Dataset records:
□ □ □ □ □ □ □

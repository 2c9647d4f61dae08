use foundation::math::ConvexPolygon;
use layout::{ClusterError, ClusterGenerator, ClusterMember, ClusterParams, ClusterVisual};

const DIGIT_WIDTH_PX: f64 = 7.0;
const PADDING_PX: f64 = 12.0;
const HEIGHT_PX: f64 = 18.0;

/// Count badge: a box wide enough for the member count, with the count as
/// content handle.
#[derive(Debug, Default, Clone)]
pub struct CountBadge {
    pub animation_s: Option<f64>,
    built: usize,
}

impl CountBadge {
    pub fn new(animation_s: Option<f64>) -> Self {
        Self {
            animation_s,
            built: 0,
        }
    }

    /// Badges produced during the last pass.
    pub fn built(&self) -> usize {
        self.built
    }
}

impl ClusterGenerator for CountBadge {
    fn start(&mut self) {
        self.built = 0;
    }

    fn make_cluster(
        &mut self,
        _group: i32,
        members: &[ClusterMember],
    ) -> Result<ClusterVisual, ClusterError> {
        if members.is_empty() {
            return Err(ClusterError::EmptyContent);
        }
        let digits = members.len().to_string().len() as f64;
        self.built += 1;
        Ok(ClusterVisual {
            footprint: ConvexPolygon::centered_rect(PADDING_PX + digits * DIGIT_WIDTH_PX, HEIGHT_PX),
            content: Some(members.len() as u64),
        })
    }

    fn params(&self, _group: i32) -> ClusterParams {
        ClusterParams {
            animation_s: self.animation_s,
            ..ClusterParams::default()
        }
    }
}

#[cfg(test)]
mod tests {
    use super::CountBadge;
    use foundation::math::{Vec2, Vec3};
    use layout::{ClusterGenerator, ClusterMember, EntryId, ObjectKey};

    fn members(n: u64) -> Vec<ClusterMember> {
        (0..n)
            .map(|i| ClusterMember {
                key: ObjectKey::Entry(EntryId(i)),
                id: EntryId(i),
                screen_pos: Vec2::ZERO,
                world_anchor: Vec3::ZERO,
                importance: 0.0,
            })
            .collect()
    }

    #[test]
    fn badge_widens_with_digit_count() {
        let mut g = CountBadge::default();
        g.start();
        let small = g.make_cluster(0, &members(9)).expect("badge");
        let wide = g.make_cluster(0, &members(12)).expect("badge");
        assert_eq!(small.content, Some(9));
        assert!(wide.footprint.bounds().width() > small.footprint.bounds().width());
        assert_eq!(g.built(), 2);
    }

    #[test]
    fn empty_member_list_is_an_error() {
        let mut g = CountBadge::default();
        assert!(g.make_cluster(0, &[]).is_err());
    }
}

□ □ □ □ □ □ □

_Problem_: All that is wanted is a faithful reproduction of the line above with "pub fn built(&self)", the line with "assert_eq!(small.content, Some(9));", and every line in between.

_Output below_:
    pub fn built(&self) -> usize {
        self.built
    }
}

impl ClusterGenerator for CountBadge {
    fn start(&mut self) {
        self.built = 0;
    }

    fn make_cluster(
        &mut self,
        _group: i32,
        members: &[ClusterMember],
    ) -> Result<ClusterVisual, ClusterError> {
        if members.is_empty() {
            return Err(ClusterError::EmptyContent);
        }
        let digits = members.len().to_string().len() as f64;
        self.built += 1;
        Ok(ClusterVisual {
            footprint: ConvexPolygon::centered_rect(PADDING_PX + digits * DIGIT_WIDTH_PX, HEIGHT_PX),
            content: Some(members.len() as u64),
        })
    }

    fn params(&self, _group: i32) -> ClusterParams {
        ClusterParams {
            animation_s: self.animation_s,
            ..ClusterParams::default()
        }
    }
}

#[cfg(test)]
mod tests {
    use super::CountBadge;
    use foundation::math::{Vec2, Vec3};
    use layout::{ClusterGenerator, ClusterMember, EntryId, ObjectKey};

    fn members(n: u64) -> Vec<ClusterMember> {
        (0..n)
            .map(|i| ClusterMember {
                key: ObjectKey::Entry(EntryId(i)),
                id: EntryId(i),
                screen_pos: Vec2::ZERO,
                world_anchor: Vec3::ZERO,
                importance: 0.0,
            })
            .collect()
    }

    #[test]
    fn badge_widens_with_digit_count() {
        let mut g = CountBadge::default();
        g.start();
        let small = g.make_cluster(0, &members(9)).expect("badge");
        let wide = g.make_cluster(0, &members(12)).expect("badge");
        assert_eq!(small.content, Some(9));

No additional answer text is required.